図2 Q軸サブユニット間での塩橋ネットワーク
(3)サブユニット界面の性質

 LPLDHのサブユニット界面を他のLDHと比較したところ非極性原子の占める割合が小さい、すなわち疎水性が低くなっていることが明らかになった。疎水性相互作用は非特異的な相互作用であり、水素結合や塩橋などの極性相互作用は特異的な相互作用である。このことからLPLDHのサブユニット同士の会合はより特異的な相互作用によって成り立っているといえる。相互作用する、2つのタンパク質分子表面間の形の相補性はShape correlation statistics(Sc)によって、定量的に評価することができる。Sc値が大きい方が相補性が高く、すき間なく完全に相補する場合、Sc=1となる(0≦Sc≦1)。LPLDHのサブユニット界面のSc値を他のLDHと比較したところ、LPLDHでは、P、Q、R、いずれのサブユニット界面でも、アロステリック型LDHよりもSc値すなわち、界面でのサブユニット同士の形の相補性が高くなっていることが明らかになった。また、界面でのサブユニット間の接触面積が増加していた。このことから、LPLDHのサブユニット界面は、形の上からも特異性が高いといえる。

まとめ

 以上のように、LPLDHではN末端部分によるサブユニット間の水素結合や、活性部位付近でのQ軸サブユニット間の塩橋ネットワークのような特異的なサブユニット間相互作用が形成されており、サブユニット界面の形の相補性が高くなっていることから、アロステリック転移に必要な四次構造変化が起こりにくくなっていると考えられる。

 現在、これらの立体構造の情報に基づいて、N末端部分を欠失させた変異型酵素や、塩橋ネットワークを構成する解離性残基を塩橋を形成できないようなアミノ酸残基に置換した変異型酵素を作成しており、その機能の解析を行う予定である。

審査要旨

 L-乳酸脱水素酵素(LDH)は細菌から脊椎動物に至るまで広く分布しており、解糖系の最終段階や、乳酸発酵などの嫌気的条件下でのエネルギー生産時の鍵となる重要な酵素で、アロステリック型LDHと非アロステリック型LDHが存在する。本研究では乳酸菌Lactobacillus pentosusの生産するLDHを対象としている。L.pentosus LDHは他の細菌由来のアロステリック型LDHと高い相同性を示すにもかかわらず、非アロステリック型の性質をもつLDHである。本論文は、L.pentosus LDHがアロステリック性を持たない理由、すなわち非アロステリック性の要因を解明するため、立体構造をX線結晶構造解析によって決定し、他のLDHの構造との比較を行ったもので、三部よりなる。

 第一部ではL.pentosus LDHのX線結晶構造解析による構造決定についで述べている。X線結晶構造解析を行うため、L.pentosus LDHの結晶化を試み、1mMのNADHを含む、硫酸アンモニウム1.2〜1.6M/100mM Acetate-Na(pH4.6)溶液をリザーバー溶液としたハンギングドロップ蒸気拡散法によって結晶化を行うことにより、0.5mm角程度のL.pentosus LDHの結晶を得た。回折強度データの測定は高エネルギー加速器研究機構、放射光施設のBL6Aで、室温で行い、分解能2.8Å程度までの反射を収集した。構造決定はBacillus stearothermophilus LDHをモデル分子として分子置換法によって行い、2.8Å分解能の結晶構造を得た。この結晶は溶媒含量が74%と高く、X線による損傷が激しかったため、得られた分解能は2.8Å程度までに限られた。そこで同様の結晶を用い、X線による損傷を軽減するため、クライオ条件下(100K)での回折強度データの収集を行った結果、分解能2.2Å程度までの反射を得た。結晶学的精密化の結果、クライオ条件下で分解能2.3Å、結晶学的R因子20.5%、Rfree因子24.1%のL.pentosus LDHの結晶構造を決定した。

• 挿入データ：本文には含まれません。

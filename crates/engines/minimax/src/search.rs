//! Depth-limited minimax with alpha-beta pruning.
//!
//! The position is shared: every child is reached by applying a move through
//! the rules engine and left by undoing it. Moves are wrapped in
//! [`ScopedMove`](chess_core::ScopedMove) so the undo also happens on cutoffs.

use chess_core::{Color, Move, RulesEngine};
use tracing::{debug, warn};

use crate::eval::{Evaluator, Score, SCORE_INF};
use crate::ordering::order_moves;

/// Counters collected during one selection.
#[derive(Debug, Clone, Copy, Default, PartialEq, Eq)]
pub struct SearchStats {
    /// Positions entered, root moves included
    pub nodes: u64,
    /// Positions handed to the evaluator
    pub evaluations: u64,
}

/// Alpha-beta search returning a White-perspective score.
///
/// # Arguments
/// * `rules` - Shared position, restored before returning
/// * `eval` - Leaf evaluator
/// * `depth` - Remaining plies
/// * `alpha` - Best score the maximizer can already guarantee
/// * `beta` - Best score the minimizer can already guarantee
/// * `maximizing` - Whether the side to move maximizes (White)
/// * `stats` - Node counters
pub fn search<R, E>(
    rules: &mut R,
    eval: &E,
    depth: u8,
    mut alpha: Score,
    mut beta: Score,
    maximizing: bool,
    stats: &mut SearchStats,
) -> Score
where
    R: RulesEngine,
    E: Evaluator<R>,
{
    stats.nodes += 1;

    if depth == 0 || rules.is_game_over() {
        stats.evaluations += 1;
        return eval.evaluate(rules);
    }

    let mut moves = rules.legal_moves();
    order_moves(&mut moves);

    let mut best = if maximizing { -SCORE_INF } else { SCORE_INF };
    for mv in moves {
        let value = match rules.scoped(mv) {
            Ok(mut child) => search(&mut *child, eval, depth - 1, alpha, beta, !maximizing, stats),
            Err(e) => {
                warn!(%mv, error = %e, "rules engine refused a generated move");
                continue;
            }
        };

        if maximizing {
            best = best.max(value);
            alpha = alpha.max(value);
        } else {
            best = best.min(value);
            beta = beta.min(value);
        }
        if beta <= alpha {
            break; // cutoff: remaining siblings cannot change the result
        }
    }

    best
}

/// Full-width minimax over the same tree as [`search`], without pruning.
/// Visits every node; used to check that pruning never changes a score.
pub fn minimax<R, E>(rules: &mut R, eval: &E, depth: u8, maximizing: bool, stats: &mut SearchStats) -> Score
where
    R: RulesEngine,
    E: Evaluator<R>,
{
    stats.nodes += 1;

    if depth == 0 || rules.is_game_over() {
        stats.evaluations += 1;
        return eval.evaluate(rules);
    }

    let mut best = if maximizing { -SCORE_INF } else { SCORE_INF };
    for mv in rules.legal_moves() {
        let Ok(mut child) = rules.scoped(mv) else {
            continue;
        };
        let value = minimax(&mut *child, eval, depth - 1, !maximizing, stats);
        best = if maximizing { best.max(value) } else { best.min(value) };
    }
    best
}

/// Picks the move for the side to move.
///
/// Each root move is searched `depth` plies deeper with a fresh window, and
/// its White-perspective score is turned into the mover's perspective. Ties
/// keep the earlier move in capture-first order.
///
/// Returns the move with its mover-perspective score, or None without legal
/// moves.
pub fn select_move<R, E>(rules: &mut R, eval: &E, depth: u8, stats: &mut SearchStats) -> Option<(Move, Score)>
where
    R: RulesEngine,
    E: Evaluator<R>,
{
    let mut moves = rules.legal_moves();
    if moves.is_empty() {
        return None;
    }
    order_moves(&mut moves);

    let mover = rules.side_to_move();
    let mut best: Option<(Move, Score)> = None;

    for mv in moves {
        let white_score = match rules.scoped(mv) {
            Ok(mut child) => {
                let maximizing = child.side_to_move() == Color::White;
                search(&mut *child, eval, depth, -SCORE_INF, SCORE_INF, maximizing, stats)
            }
            Err(e) => {
                warn!(%mv, error = %e, "rules engine refused a root move");
                continue;
            }
        };
        let score = mover.sign() * white_score;
        debug!(%mv, score, "root move scored");

        if best.map_or(true, |(_, s)| score > s) {
            best = Some((mv, score));
        }
    }

    best
}

#[cfg(test)]
#[path = "search_tests.rs"]
mod search_tests;
//! Random Move Chess Engine
//!
//! Picks uniformly among the legal moves. Serves as the sparring partner for
//! `chess-ai match`: any searching engine should beat it easily.

use chess_core::{Engine, Game, RulesEngine, SearchResult};
use rand::rngs::StdRng;
use rand::seq::SliceRandom;
use rand::SeedableRng;


/// A chess engine that plays random legal moves.
///
/// A seeded engine draws from one stream for its whole life, so a match
/// replays exactly for the same seed while its games still differ.
#[derive(Debug, Clone)]
pub struct RandomEngine {
    rng: StdRng,
}

impl Default for RandomEngine {
    fn default() -> Self {
        Self::new()
    }
}

impl RandomEngine {
    pub fn new() -> Self {
        Self {
            rng: StdRng::from_entropy(),
        }
    }

    pub fn seeded(seed: u64) -> Self {
        Self {
            rng: StdRng::seed_from_u64(seed),
        }
    }
}

impl Engine for RandomEngine {
    fn select_move(&mut self, game: &mut Game) -> SearchResult {
        let moves = game.legal_moves();
        let best_move = moves.choose(&mut self.rng).copied();

        SearchResult {
            best_move,
            score: 0,
            depth: 0,
            nodes: 1,
        }
    }

    fn name(&self) -> &str {
        "Random v1.0"
    }
}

 第二部ではL.pentosus LDHの構造の全体的特徴について述べている。L.pentosus LDHの結晶構造とB.stearothermophilus LDHの構造との比較を行った結果、L.pentosus LDHの骨格構造は、モデル分子として用いたB.stearothermophilus LDHの構造とよく似ていた。またL.pentosus LDHの四次構造は他のLDHと同様に、222対称を示し、アロステリック型LDHのR状態の構造や、脊椎動物のLDHの構造に似ていた。また活性部位は、他のLDHと同等のものであると考えられ、これらのことからL.pentosus LDHも脊椎動物のLDHと同様に、活性を持った四次構造を恒常的に保っていることが示唆された。

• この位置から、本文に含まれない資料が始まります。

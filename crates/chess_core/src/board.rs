use crate::types::*;

#[derive(Clone, Debug, PartialEq, Eq)]
pub struct CastlingRights {
    pub wk: bool,
    pub wq: bool,
    pub bk: bool,
    pub bq: bool,
}

impl CastlingRights {
    pub const NONE: CastlingRights = CastlingRights {
        wk: false,
        wq: false,
        bk: false,
        bq: false,
    };
    pub const ALL: CastlingRights = CastlingRights {
        wk: true,
        wq: true,
        bk: true,
        bq: true,
    };
}

#[derive(Clone, Debug, PartialEq, Eq)]
pub struct Position {
    pub board: [Option<Piece>; 64],
    pub side_to_move: Color,
    pub castling: CastlingRights,
    pub en_passant: Option<u8>, // square behind a pawn that just advanced 2
    pub halfmove_clock: u32,
    pub fullmove_number: u32,
}

/// Everything `make_move` overwrites, so `unmake_move` can restore it exactly.
#[derive(Clone, Debug)]
pub struct Undo {
    pub captured: Option<Piece>,
    pub castling: CastlingRights,
    pub en_passant: Option<u8>,
    pub halfmove_clock: u32,
    pub fullmove_number: u32,
    pub moved_piece: Piece,
    pub rook_move: Option<(u8, u8)>, // (rook_from, rook_to) for castling
    pub ep_captured_sq: Option<u8>,  // square actually captured in en-passant
}

const BACK_RANK: [PieceKind; 8] = [
    PieceKind::Rook,
    PieceKind::Knight,
    PieceKind::Bishop,
    PieceKind::Queen,
    PieceKind::King,
    PieceKind::Bishop,
    PieceKind::Knight,
    PieceKind::Rook,
];

impl Position {
    /// A board with no pieces, White to move and no castling rights.
    pub fn empty() -> Self {
        Position {
            board: [None; 64],
            side_to_move: Color::White,
            castling: CastlingRights::NONE,
            en_passant: None,
            halfmove_clock: 0,
            fullmove_number: 1,
        }
    }

    pub fn startpos() -> Self {
        let mut p = Position {
            castling: CastlingRights::ALL,
            ..Position::empty()
        };
        for f in 0..8 {
            p.board[8 + f] = Some(Piece::new(Color::White, PieceKind::Pawn));
            p.board[48 + f] = Some(Piece::new(Color::Black, PieceKind::Pawn));
        }
        for (f, &kind) in BACK_RANK.iter().enumerate() {
            p.board[f] = Some(Piece::new(Color::White, kind));
            p.board[56 + f] = Some(Piece::new(Color::Black, kind));
        }
        p
    }

    pub fn king_sq(&self, c: Color) -> Option<u8> {
        (0..64u8).find(|&s| self.board[s as usize] == Some(Piece::new(c, PieceKind::King)))
    }

    pub fn piece_at(&self, sq: u8) -> Option<Piece> {
        self.board[sq as usize]
    }
    pub fn set_piece(&mut self, sq: u8, pc: Option<Piece>) {
        self.board[sq as usize] = pc;
    }

    /// Occupied squares with their pieces, a1 first.
    pub fn pieces(&self) -> impl Iterator<Item = (u8, Piece)> + '_ {
        self.board
            .iter()
            .enumerate()
            .filter_map(|(i, pc)| pc.map(|p| (i as u8, p)))
    }

    pub fn in_check(&self, c: Color) -> bool {
        let ksq = match self.king_sq(c) {
            Some(s) => s,
            None => return false,
        };
        self.is_square_attacked(ksq, c.other())
    }

    pub fn is_square_attacked(&self, target: u8, by: Color) -> bool {
        let tf = file_of(target);
        let tr = rank_of(target);
        let holds = |s: u8, kinds: &[PieceKind]| {
            matches!(self.piece_at(s), Some(pc) if pc.color == by && kinds.contains(&pc.kind))
        };

        // A pawn of `by` attacks the target from one rank behind it.
        let pawn_rank = match by {
            Color::White => -1,
            Color::Black => 1,
        };
        for df in [-1, 1] {
            if let Some(s) = sq(tf + df, tr + pawn_rank)
                && holds(s, &[PieceKind::Pawn])
            {
                return true;
            }
        }

        for (df, dr) in KNIGHT_DELTAS {
            if let Some(s) = sq(tf + df, tr + dr)
                && holds(s, &[PieceKind::Knight])
            {
                return true;
            }
        }

        for (df, dr) in KING_DELTAS {
            if let Some(s) = sq(tf + df, tr + dr)
                && holds(s, &[PieceKind::King])
            {
                return true;
            }
        }

        let rays: [(&[(i8, i8)], [PieceKind; 2]); 2] = [
            (&DIAGONALS, [PieceKind::Bishop, PieceKind::Queen]),
            (&ORTHOGONALS, [PieceKind::Rook, PieceKind::Queen]),
        ];
        for (dirs, sliders) in rays {
            for &(df, dr) in dirs {
                let mut f = tf + df;
                let mut r = tr + dr;
                while let Some(s) = sq(f, r) {
                    if self.piece_at(s).is_some() {
                        if holds(s, &sliders) {
                            return true;
                        }
                        break;
                    }
                    f += df;
                    r += dr;
                }
            }
        }

        false
    }

    /// Applies `mv` unconditionally. The move must come from move generation
    /// for this position; legality is the caller's business.
    ///
    /// # Panics
    ///
    /// Panics if `mv.from` is empty. `Game::apply` filters moves through
    /// legal move generation first, so only direct callers can hit this.
    pub fn make_move(&mut self, mv: Move) -> Undo {
        let from = mv.from;
        let to = mv.to;
        let moved = self
            .piece_at(from)
            .unwrap_or_else(|| panic!("make_move {mv}: no piece on origin square"));
        let mut captured = self.piece_at(to);
        let prev_castling = self.castling.clone();
        let prev_ep = self.en_passant;
        let prev_hmc = self.halfmove_clock;
        let prev_fmn = self.fullmove_number;

        self.en_passant = None;

        // Halfmove clock reset on capture or pawn move
        let reset_hmc = moved.kind == PieceKind::Pawn || captured.is_some();

        let mut ep_captured_sq = None;
        if mv.is_en_passant {
            let dir = match moved.color {
                Color::White => -1,
                Color::Black => 1,
            };
            if let Some(cs) = sq(file_of(to), rank_of(to) + dir) {
                captured = self.piece_at(cs);
                self.set_piece(cs, None);
                ep_captured_sq = Some(cs);
            }
        }

        self.set_piece(from, None);
        self.set_piece(to, Some(moved));

        if moved.kind == PieceKind::Pawn && rank_of(to) == promotion_rank(moved.color) {
            let promo = mv.promo.unwrap_or(PieceKind::Queen);
            self.set_piece(to, Some(Piece::new(moved.color, promo)));
        }

        let mut rook_move = None;
        if mv.is_castle
            && moved.kind == PieceKind::King
            && let Some((rf, rt)) = castle_rook_squares(from, to)
        {
            let rook = self.piece_at(rf);
            self.set_piece(rf, None);
            self.set_piece(rt, rook);
            rook_move = Some((rf, rt));
        }

        // A king move drops both rights; a rook leaving or being taken on its
        // home corner drops that side's right.
        if moved.kind == PieceKind::King {
            match moved.color {
                Color::White => {
                    self.castling.wk = false;
                    self.castling.wq = false;
                }
                Color::Black => {
                    self.castling.bk = false;
                    self.castling.bq = false;
                }
            }
        }
        for corner in [from, to] {
            match corner {
                0 => self.castling.wq = false,
                7 => self.castling.wk = false,
                56 => self.castling.bq = false,
                63 => self.castling.bk = false,
                _ => {}
            }
        }

        // Double pawn push sets the square passed over as en-passant target
        if moved.kind == PieceKind::Pawn && (rank_of(from) - rank_of(to)).abs() == 2 {
            self.en_passant = sq(file_of(from), (rank_of(from) + rank_of(to)) / 2);
        }

        self.halfmove_clock = if reset_hmc {
            0
        } else {
            self.halfmove_clock + 1
        };

        if self.side_to_move == Color::Black {
            self.fullmove_number += 1;
        }
        self.side_to_move = self.side_to_move.other();

        Undo {
            captured,
            castling: prev_castling,
            en_passant: prev_ep,
            halfmove_clock: prev_hmc,
            fullmove_number: prev_fmn,
            moved_piece: moved,
            rook_move,
            ep_captured_sq,
        }
    }

    pub fn unmake_move(&mut self, mv: Move, undo: Undo) {
        self.side_to_move = self.side_to_move.other();
        self.castling = undo.castling;
        self.en_passant = undo.en_passant;
        self.halfmove_clock = undo.halfmove_clock;
        self.fullmove_number = undo.fullmove_number;

        if let Some((rf, rt)) = undo.rook_move {
            let rook = self.piece_at(rt);
            self.set_piece(rt, None);
            self.set_piece(rf, rook);
        }

        // The moved piece goes back as it was, which also reverts promotions.
        self.set_piece(mv.to, None);
        self.set_piece(mv.from, Some(undo.moved_piece));

        match undo.ep_captured_sq {
            Some(cs) => self.set_piece(cs, undo.captured),
            None => self.set_piece(mv.to, undo.captured),
        }
    }

    /// FNV hash over placement, side to move, castling rights and en passant.
    /// Move counters are left out so repeated positions share a key. The en
    /// passant square only counts while a pawn of the side to move stands
    /// ready to take on it.
    pub fn repetition_key(&self) -> u64 {
        fn mix(mut h: u64, x: u64) -> u64 {
            h ^= x;
            h = h.wrapping_mul(0x100000001b3);
            h
        }

        let mut h = 0xcbf29ce484222325u64;
        h = mix(h, self.side_to_move.idx() as u64 + 1);
        h = mix(h, if self.castling.wk { 3 } else { 5 });
        h = mix(h, if self.castling.wq { 7 } else { 11 });
        h = mix(h, if self.castling.bk { 13 } else { 17 });
        h = mix(h, if self.castling.bq { 19 } else { 23 });
        if let Some(ep) = self.capturable_en_passant() {
            h = mix(h, 29 + ep as u64);
        }
        for (i, sq) in self.board.iter().enumerate() {
            let v = match sq {
                Some(pc) => (i as u64) ^ ((pc.color.idx() as u64 + 1) << 6) ^ ((pc.kind as u64 + 1) << 8),
                None => i as u64,
            };
            h = mix(h, v);
        }
        h
    }

    /// The en passant square, if a pawn of the side to move sits beside the
    /// double-pushed pawn. Pins are not considered.
    fn capturable_en_passant(&self) -> Option<u8> {
        let ep = self.en_passant?;
        let us = self.side_to_move;
        let from_rank = rank_of(ep) - us.sign() as i8;
        let pawn = Piece::new(us, PieceKind::Pawn);
        [-1, 1]
            .into_iter()
            .filter_map(|df| sq(file_of(ep) + df, from_rank))
            .any(|s| self.piece_at(s) == Some(pawn))
            .then_some(ep)
    }

    /// 100 halfmoves without a capture or pawn move.
    pub fn is_fifty_move_draw(&self) -> bool {
        self.halfmove_clock >= 100
    }

    /// Bare kings, a single minor piece, or bishops that all stand on one
    /// square colour: no sequence of legal moves can mate.
    pub fn is_insufficient_material(&self) -> bool {
        let mut knights = 0;
        let mut bishop_square_colors = Vec::new();
        for (s, pc) in self.pieces() {
            match pc.kind {
                PieceKind::King => {}
                PieceKind::Knight => knights += 1,
                PieceKind::Bishop => bishop_square_colors.push((file_of(s) + rank_of(s)) % 2),
                PieceKind::Pawn | PieceKind::Rook | PieceKind::Queen => return false,
            }
        }
        match (knights, bishop_square_colors.len()) {
            (0, 0) | (1, 0) | (0, 1) => true,
            (0, _) => bishop_square_colors.windows(2).all(|w| w[0] == w[1]),
            _ => false,
        }
    }
}

pub(crate) const KNIGHT_DELTAS: [(i8, i8); 8] = [
    (1, 2),
    (2, 1),
    (-1, 2),
    (-2, 1),
    (1, -2),
    (2, -1),
    (-1, -2),
    (-2, -1),
];

pub(crate) const KING_DELTAS: [(i8, i8); 8] = [
    (1, 1),
    (1, 0),
    (1, -1),
    (0, 1),
    (0, -1),
    (-1, 1),
    (-1, 0),
    (-1, -1),
];

pub(crate) const DIAGONALS: [(i8, i8); 4] = [(1, 1), (1, -1), (-1, 1), (-1, -1)];
pub(crate) const ORTHOGONALS: [(i8, i8); 4] = [(1, 0), (-1, 0), (0, 1), (0, -1)];

pub(crate) fn promotion_rank(c: Color) -> i8 {
    match c {
        Color::White => 7,
        Color::Black => 0,
    }
}

/// Rook (from, to) for a castling king move e1g1, e1c1, e8g8 or e8c8.
fn castle_rook_squares(king_from: u8, king_to: u8) -> Option<(u8, u8)> {
    match (king_from, king_to) {
        (4, 6) => Some((7, 5)),
        (4, 2) => Some((0, 3)),
        (60, 62) => Some((63, 61)),
        (60, 58) => Some((56, 59)),
        _ => None,
    }
}

#[cfg(test)]
#[path = "board_tests.rs"]
mod board_tests;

 第三部では、L.pentosus LDHのサブユニット間相互作用に着目し、他の構造既知のLDHとの比較を行っている。これは特にアロステリック型LDHであるBifidobacterium longum LDHでの知見より、LDHのアロステリック特性には、サブユニット間の相互作用が密接に関与していると考えられていることに基づいている。解析の結果L.pentosus LDHのサブユニット界面は次のような特徴を持っていることが明らかになった。L.pentosus LDHではN末端部分はターン構造をとっており、R軸で関係づけられるサブユニットと水素結合を形成している。L.pentosus LDHでは活性部位付近で5残基からなる他のLDHでは見られない塩橋のネットワークを形成している。この塩橋ネットワークは活性部位付近で形成されていることから、活性部位付近の構造の恒常性を支持していると考えられる。またL.pentosus LDHではいずれのサブユニット界面でも、アロステリック型LDHよりも界画でのサブユニット同士の形の相補性が高くなっていること、サブユニット間の接触面積が増加していることが明らかになった。

 以上のように本論文は、L.pentosus LDHの立体構造をX線結晶構造解析によって決定し、他のLDHの構造との比較を行い、水素結合(N末端部分)・塩橋ネットワーク(活性部位付近)・相補性の増加(サブユニット界面)により、特異的なサブユニット相互作用が「活性化状態にあるサブユニット同士の配向(四次構造)を安定化した状態」を維持していることを見出し、酵素の活性調節機構であるアロステリック制御の概念に新たな知見を加えたものと言える。よって審査委員一同は、本論文が博士(農学)の学位論文として価値のあるものと認めた。